Optimal design of lottery with cumulative prospect theory
Shunta Akiyama, Mitsuaki Obara, and Yasushi Kawase

TL;DR
This paper develops a linear-time algorithm for designing optimal lotteries that maximize seller profit under the cumulative prospect theory, capturing realistic buyer decision behaviors.
Contribution
It introduces a novel reformulation of the nonconvex CPT-based lottery design problem as a three-level optimization, enabling efficient solution methods.
Findings
Proposed a linear-time algorithm for CPT-based lottery design.
Extended the algorithm to settings with ticket price constraints.

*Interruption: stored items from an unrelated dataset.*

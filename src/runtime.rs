//! Runtime: one VM isolate plus its foreground task runner, template
//! registry, and named contexts, spec.md §4.K.
//!
//! Grounded in `examples/ishechuan-ferrum/src/runtime.rs` for the overall
//! shape (`RuntimeError`, the `PLATFORM: OnceLock` global-init pattern,
//! `#[cfg(test)]`'s `init_v8_for_tests`) and in
//! `original_source/src/libs/jsRuntime/src/JSRuntime.cc` for the isolate
//! lifecycle itself: the embedder weak-pointer slot, template registry,
//! context map, and `DisposeRuntime`'s teardown order.

use std::cell::RefCell;
use std::collections::HashMap;
use std::rc::{Rc, Weak};
use std::sync::{Arc, OnceLock};

use thiserror::Error;
use tracing::{debug, error};
use v8::CreateParams;

use crate::context::Context;
use crate::module_loader;
use crate::platform::{Platform, RuntimeId};
use crate::threading::foreground_task_runner::{ForegroundTaskRunner, TaskRunScope};

/// Errors raised by [`Runtime`] operations.
#[derive(Error, Debug)]
pub enum RuntimeError {
    /// The VM failed to produce a context for the given name.
    #[error("context creation helper failed for '{0}'")]
    ContextCreationFailed(String),

    /// No context is registered under that name.
    #[error("no context named '{0}'")]
    NoSuchContext(String),

    /// A VM-level execution error, with the exception's string rendering.
    #[error("V8 execution error: {0}")]
    ExecutionError(String),

    /// A VM-level compilation error.
    #[error("V8 compilation error: {0}")]
    CompilationError(String),

    /// Module loading failed; wraps the module-loader's own error.
    #[error("module error: {0}")]
    Module(#[from] module_loader::ModuleError),
}

/// Result type for runtime operations.
pub type RuntimeResult<T> = Result<T, RuntimeError>;

/// Global V8 platform, initialized once per process.
static PLATFORM: OnceLock<v8::SharedRef<v8::Platform>> = OnceLock::new();

/// Initialize the V8 platform. Thread-safe; subsequent calls are no-ops.
pub fn init_v8_platform() {
    PLATFORM.get_or_init(|| {
        let platform = v8::new_default_platform(0, false).make_shared();
        v8::V8::initialize_platform(platform.clone());
        v8::V8::initialize();
        platform
    });
}

/// Whether [`init_v8_platform`] has run.
pub fn is_v8_platform_initialized() -> bool {
    PLATFORM.get().is_some()
}

/// # Safety
/// Must only be called once no [`Runtime`] is alive.
pub unsafe fn shutdown_v8_platform() {
    if PLATFORM.get().is_some() {
        v8::V8::dispose();
    }
}

#[allow(non_camel_case_types)]
type intptr_t = isize;

/// Configuration consulted by [`Runtime::create`].
#[derive(Debug, Clone, Default)]
pub struct RuntimeConfig {
    /// Whether idle tasks are dispatched for this runtime.
    pub idle_tasks_enabled: bool,
    /// Startup snapshot blob, if resuming from one.
    pub snapshot: Option<Vec<u8>>,
    /// External reference table paired with `snapshot`.
    pub external_references: Option<&'static [intptr_t]>,
    /// Whether this runtime is building a snapshot rather than running.
    pub for_snapshot: bool,
}

type ContextCreationHelper = dyn Fn(&Runtime, &str, &str, &str) -> RuntimeResult<Rc<RefCell<Context>>>;

/// One VM isolate, its foreground task runner, template registry, and named
/// contexts. Installs a weak back-pointer to itself in isolate embedder slot
/// 0 so VM callbacks (and [`Context`]) can recover the owning `Runtime`.
pub struct Runtime {
    self_weak: Weak<Runtime>,
    name: String,
    isolate: RefCell<v8::OwnedIsolate>,
    platform: Arc<Platform>,
    platform_id: RuntimeId,
    foreground: Arc<ForegroundTaskRunner>,
    object_templates: RefCell<HashMap<usize, v8::Global<v8::ObjectTemplate>>>,
    function_templates: RefCell<HashMap<usize, v8::Global<v8::FunctionTemplate>>>,
    global_template: RefCell<Option<v8::Global<v8::ObjectTemplate>>>,
    contexts: RefCell<HashMap<String, Rc<RefCell<Context>>>>,
    context_creation: RefCell<Option<Box<ContextCreationHelper>>>,
    snapshot_closers: RefCell<Vec<Weak<RefCell<Context>>>>,
    for_snapshot: bool,
}

/// Isolate embedder-data slot a runtime's weak back-pointer lives in.
pub const RUNTIME_WEAK_PTR_SLOT: u32 = 0;

impl Runtime {
    /// Allocate a VM isolate (optionally for-snapshot), install the weak
    /// self-pointer, enable uncaught-exception stack capture, register with
    /// `platform` for scheduling, and install module-loader callbacks.
    pub fn create(platform: Arc<Platform>, name: impl Into<String>, config: RuntimeConfig) -> Rc<Runtime> {
        let name = name.into();
        let mut params = CreateParams::default();
        if let Some(snapshot) = &config.snapshot {
            params = params.snapshot_blob(snapshot.clone());
        }

        let mut isolate = v8::Isolate::new(params);
        isolate.set_capture_stack_trace_for_uncaught_exceptions(true, 10);

        let (platform_id, foreground) = platform.register_runtime(config.idle_tasks_enabled);

        let runtime = Rc::new_cyclic(|self_weak| Runtime {
            self_weak: self_weak.clone(),
            name: name.clone(),
            isolate: RefCell::new(isolate),
            platform,
            platform_id,
            foreground,
            object_templates: RefCell::new(HashMap::new()),
            function_templates: RefCell::new(HashMap::new()),
            global_template: RefCell::new(None),
            contexts: RefCell::new(HashMap::new()),
            context_creation: RefCell::new(None),
            snapshot_closers: RefCell::new(Vec::new()),
            for_snapshot: config.for_snapshot,
        });

        runtime.with_isolate_scope(|isolate| {
            let weak: Weak<Runtime> = runtime.self_weak.clone();
            let boxed = Box::new(weak);
            // SAFETY: `Isolate::set_data` stores an opaque pointer we own and clear in `dispose`.
            unsafe {
                isolate.set_data(RUNTIME_WEAK_PTR_SLOT, Box::into_raw(boxed) as *mut std::ffi::c_void);
            }
            module_loader::install_callbacks(isolate);
        });

        debug!(name = %name, "runtime created");
        runtime
    }

    /// The runtime's name.
    pub fn name(&self) -> &str {
        &self.name
    }

    /// A weak handle to this runtime, for children (contexts) that need to
    /// hand back an owning reference without an unstable `&Rc<Self>` receiver.
    pub fn self_weak(&self) -> Weak<Runtime> {
        self.self_weak.clone()
    }

    /// Look up the owning `Runtime` from a raw isolate pointer via its
    /// embedder-slot weak pointer.
    pub fn from_isolate(isolate: &v8::Isolate) -> Option<Rc<Runtime>> {
        // SAFETY: the slot is only ever populated by `create` above.
        let raw = unsafe { isolate.get_data(RUNTIME_WEAK_PTR_SLOT) };
        if raw.is_null() {
            return None;
        }
        let weak = unsafe { &*(raw as *const Weak<Runtime>) };
        weak.upgrade()
    }

    /// Run `f` with the isolate locked and scoped. Used by every VM-touching
    /// operation on this runtime and by [`Context`].
    pub fn with_isolate_scope<R>(&self, f: impl FnOnce(&mut v8::HandleScope<'_, ()>) -> R) -> R {
        let mut isolate = self.isolate.borrow_mut();
        let scope = &mut v8::HandleScope::new(&mut isolate);
        f(scope)
    }

    /// Install the configured *context creation helper* (§6), used by
    /// [`Runtime::create_context`].
    pub fn set_context_creation_helper(&self, helper: Box<ContextCreationHelper>) {
        *self.context_creation.borrow_mut() = Some(helper);
    }

    /// Store an `ObjectTemplate` under a caller-chosen stable address used as
    /// a type tag.
    pub fn set_object_template(&self, tag: usize, template: v8::Global<v8::ObjectTemplate>) {
        self.object_templates.borrow_mut().insert(tag, template);
    }

    /// Store a `FunctionTemplate` under a caller-chosen stable address.
    pub fn set_function_template(&self, tag: usize, template: v8::Global<v8::FunctionTemplate>) {
        self.function_templates.borrow_mut().insert(tag, template);
    }

    /// Dequeue and run foreground tasks while any remain. Nested
    /// `process_tasks` is supported via [`TaskRunScope`]'s depth counter.
    pub fn process_tasks(&self) {
        while self.foreground.may_have_tasks() {
            if let Some(task) = self.foreground.get_next_task() {
                let _scope = TaskRunScope::enter(&self.foreground);
                task();
            } else {
                break;
            }
        }
    }

    /// Dequeue and run idle tasks until `time_budget_sec` elapses or none
    /// remain. No-op when idle tasks are disabled for this runtime.
    pub fn process_idle_tasks(&self, time_budget_sec: f64) {
        if !self.platform.idle_tasks_enabled(self.platform_id) {
            return;
        }
        let deadline = self.platform.monotonically_increasing_time() + time_budget_sec;
        while self.platform.monotonically_increasing_time() < deadline && self.foreground.may_have_idle_tasks() {
            if let Some(task) = self.foreground.get_next_idle_task() {
                let _scope = TaskRunScope::enter(&self.foreground);
                task(deadline);
            } else {
                break;
            }
        }
    }

    /// Build a new named [`Context`] via the configured creation helper,
    /// register it, and (when this runtime is `for_snapshot`) track it as a
    /// snapshot-handle closer.
    pub fn create_context(&self, name: &str, namespace: &str, entry_point: &str) -> Option<Rc<RefCell<Context>>> {
        let helper = self.context_creation.borrow();
        let Some(helper) = helper.as_ref() else {
            error!(name, "no context creation helper configured");
            return None;
        };
        match helper(self, name, namespace, entry_point) {
            Ok(context) => {
                self.contexts.borrow_mut().insert(name.to_string(), context.clone());
                if self.for_snapshot {
                    self.snapshot_closers.borrow_mut().push(Rc::downgrade(&context));
                }
                Some(context)
            }
            Err(e) => {
                error!(name, error = %e, "context creation helper failed");
                None
            }
        }
    }

    /// Look up a registered context by name.
    pub fn get_context_by_name(&self, name: &str) -> Option<Rc<RefCell<Context>>> {
        self.contexts.borrow().get(name).cloned()
    }

    /// Unregister and dispose a named context.
    pub fn dispose_context(&self, name: &str) {
        let Some(context) = self.contexts.borrow_mut().remove(name) else {
            return;
        };
        self.snapshot_closers.borrow_mut().retain(|c| !std::ptr::eq(c.as_ptr(), Rc::as_ptr(&context)));
        context.borrow_mut().dispose();
    }

    /// Reset the global template and every registered template, then invoke
    /// every registered snapshot-handle closer once. Meaningful only for
    /// `for_snapshot` runtimes.
    pub fn close_open_handles_for_snapshot(&self) {
        if !self.for_snapshot {
            return;
        }
        self.global_template.borrow_mut().take();
        self.object_templates.borrow_mut().clear();
        self.function_templates.borrow_mut().clear();
        for closer in self.snapshot_closers.borrow_mut().drain(..) {
            if let Some(context) = closer.upgrade() {
                context.borrow_mut().dispose();
            }
        }
    }

    /// Tear down in the order `JSRuntime::DisposeRuntime` does: templates and
    /// contexts first, then the embedder weak-pointer slot, then the isolate.
    pub fn dispose(&self) {
        self.global_template.borrow_mut().take();
        self.snapshot_closers.borrow_mut().clear();
        self.with_isolate_scope(|isolate| {
            self.object_templates.borrow_mut().clear();
            self.function_templates.borrow_mut().clear();
            self.contexts.borrow_mut().clear();
            // SAFETY: the slot was populated by `create` and is only ever read here and in
            // `from_isolate`.
            let raw = unsafe { isolate.get_data(RUNTIME_WEAK_PTR_SLOT) };
            if !raw.is_null() {
                unsafe {
                    drop(Box::from_raw(raw as *mut Weak<Runtime>));
                    isolate.set_data(RUNTIME_WEAK_PTR_SLOT, std::ptr::null_mut());
                }
            }
        });
        self.platform.unregister_runtime(self.platform_id);
        debug!(name = %self.name, "runtime disposed");
    }
}

impl Drop for Runtime {
    fn drop(&mut self) {
        self.dispose();
    }
}

#[cfg(test)]
mod tests {
    use super::*;
    use crate::time::StubTimeSource;
    use std::sync::Once;

    static INIT: Once = Once::new();

    fn init_v8_for_tests() {
        INIT.call_once(init_v8_platform);
    }

    fn test_runtime() -> Rc<Runtime> {
        init_v8_for_tests();
        let platform = Platform::with_clock(Arc::new(StubTimeSource::new()));
        Runtime::create(platform, "test", RuntimeConfig::default())
    }

    #[test]
    fn runtime_creation_installs_weak_pointer() {
        let rt = test_runtime();
        rt.with_isolate_scope(|isolate| {
            assert!(Runtime::from_isolate(isolate).is_some());
        });
    }

    #[test]
    fn process_tasks_drains_posted_foreground_work() {
        let rt = test_runtime();
        let ran = Rc::new(RefCell::new(false));
        let ran_clone = ran.clone();
        rt.foreground.post_task(Box::new(move || {
            *ran_clone.borrow_mut() = true;
        }));
        rt.process_tasks();
        assert!(*ran.borrow());
    }

    #[test]
    fn create_context_without_helper_returns_none() {
        let rt = test_runtime();
        assert!(rt.create_context("main", "", "main.js").is_none());
    }
}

First study to apply CPT to lotteries with more than two outcomes.
Abstract
Lotteries are a prevalent form of gambling between a seller and buyers. Designing a lottery requires a model of how buyers make decisions when confronted with uncertain outcomes. Cumulative prospect theory (CPT) is a descriptive model that captures people's propensity to overestimate extreme events and their different attitudes toward gains and losses. In this study, we design a lottery that maximizes the seller's profit when the buyers' decision-making adheres to the CPT framework. The main difficulty is the nonconvexity of the CPT framework, which we overcome by reformulating the problem as a three-level optimization problem and characterizing its optimal solution. Based on the analysis, we propose a linear-time algorithm that computes the optimal lottery. Furthermore, we present an efficient algorithm applicable to a broader setting with a ticket price constraint. This is the first…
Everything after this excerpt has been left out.